6. Strong Emergence Since 1970

6.i. Michael Polanyi

Polanyi was one of the few emergentists between the 1940's and the 1970's. On the basis of his emergentist ideas, he defended tacit knowledge and the irreducibility of the category of personhood.

According to Polanyi, thought is motivated by the anticipation of our discovering a hidden reality. There are at least two levels of reality:
a) the particulars, and
b) their comprehensive meaning.

He extended these levels of reality to many fields, including consciousness.
even physical randomness was understood as an emergent phenomenon (15c, emphasis mine, see Polanyi Personal Knowledge 390-391)
All living things are machines. They are systems controlled by their functions. And they exercise downward causation upon their biological parts (15d, see Polanyi Knowing and Being 226-227, Personal Knowledge 359ff.)
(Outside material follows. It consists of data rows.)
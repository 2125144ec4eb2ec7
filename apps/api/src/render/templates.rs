//! Layout dispatch and HTML rendering.
//!
//! Rendering is a pure function of the Document: the same input always
//! produces byte-identical output (durations are computed against an
//! injected reference date; the convenience wrapper passes today). Output
//! is one fixed-size A4 page; overflow is an accepted visual artifact.

use chrono::{Local, NaiveDate};
use minijinja::Environment;
use thiserror::Error;

use crate::models::document::Document;
use crate::render::context::build_context;

#[derive(Debug, Error)]
pub enum RenderError {
    #[error("Template error: {0}")]
    Template(#[from] minijinja::Error),
}

/// The closed set of layout variants.
#[derive(Debug, Clone, Copy, PartialEq, Eq)]
pub enum Template {
    Modern,
    Classic,
    Minimal,
}

impl Template {
    /// Resolves a stored template tag. Unknown or missing tags render the
    /// modern layout; an unrecognized choice is never an error.
    pub fn from_tag(tag: &str) -> Self {
        match tag {
            "classic" => Template::Classic,
            "minimal" => Template::Minimal,
            _ => Template::Modern,
        }
    }

    fn template_name(&self) -> &'static str {
        match self {
            Template::Modern => "modern.html",
            Template::Classic => "classic.html",
            Template::Minimal => "minimal.html",
        }
    }
}

/// Holds the compiled layout templates. Built once at startup and shared
/// read-only through `AppState`.
pub struct TemplateRenderer {
    env: Environment<'static>,
}

impl TemplateRenderer {
    pub fn new() -> Self {
        let mut env = Environment::new();
        env.add_template("modern.html", include_str!("../../templates/modern.html"))
            .expect("modern template must compile");
        env.add_template("classic.html", include_str!("../../templates/classic.html"))
            .expect("classic template must compile");
        env.add_template("minimal.html", include_str!("../../templates/minimal.html"))
            .expect("minimal template must compile");
        TemplateRenderer { env }
    }

    /// Renders the document with durations measured against today.
    pub fn render(&self, doc: &Document) -> Result<String, RenderError> {
        self.render_at(doc, Local::now().date_naive())
    }

    pub fn render_at(&self, doc: &Document, today: NaiveDate) -> Result<String, RenderError> {
        let template = Template::from_tag(&doc.config.template_id);
        let ctx = build_context(doc, today);
        let html = self.env.get_template(template.template_name())?.render(&ctx)?;
        Ok(html)
    }
}

impl Default for TemplateRenderer {
    fn default() -> Self {
        Self::new()
    }
}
There was a first emergence in biological life. It was the prototype for all subsequent stages of evolution, including its highest level yet, consciousness. (16a)

Clayton mentions three aspects of Polanyi's theory that are found in later emergentist ideas. We here examine the very interesting third one.

(3) The theory of structure and information.
Something's structure is more than the complexity of its constitution. Consider the difference between the chemical composition of a crystal molecule and a DNA molecule. The crystal structure is complex. But it has little "information content." The DNA molecule is no less chemically complex. But it is highly improbable that the molecule would come to be composed in such a way, "since the nucleotide sequence is not determined by the underlying chemical structure." The crystal does not function as a code. But the DNA molecule can: "it is very high in informational content relative to the background probabilities of its formation." (17c) Today evolutionary biologists see their field as more than a physical science. It is a semiotic science too. There is significance and representation involved in DNA coding.

Clayton, Philip. "Conceptual Foundations of Emergence Theory." in The Re-Emergence of Emergence: The Emergentist Hypothesis from Science to Religion. Ed. Philip Clayton and Paul Davies. Oxford: Oxford University Press, 2006.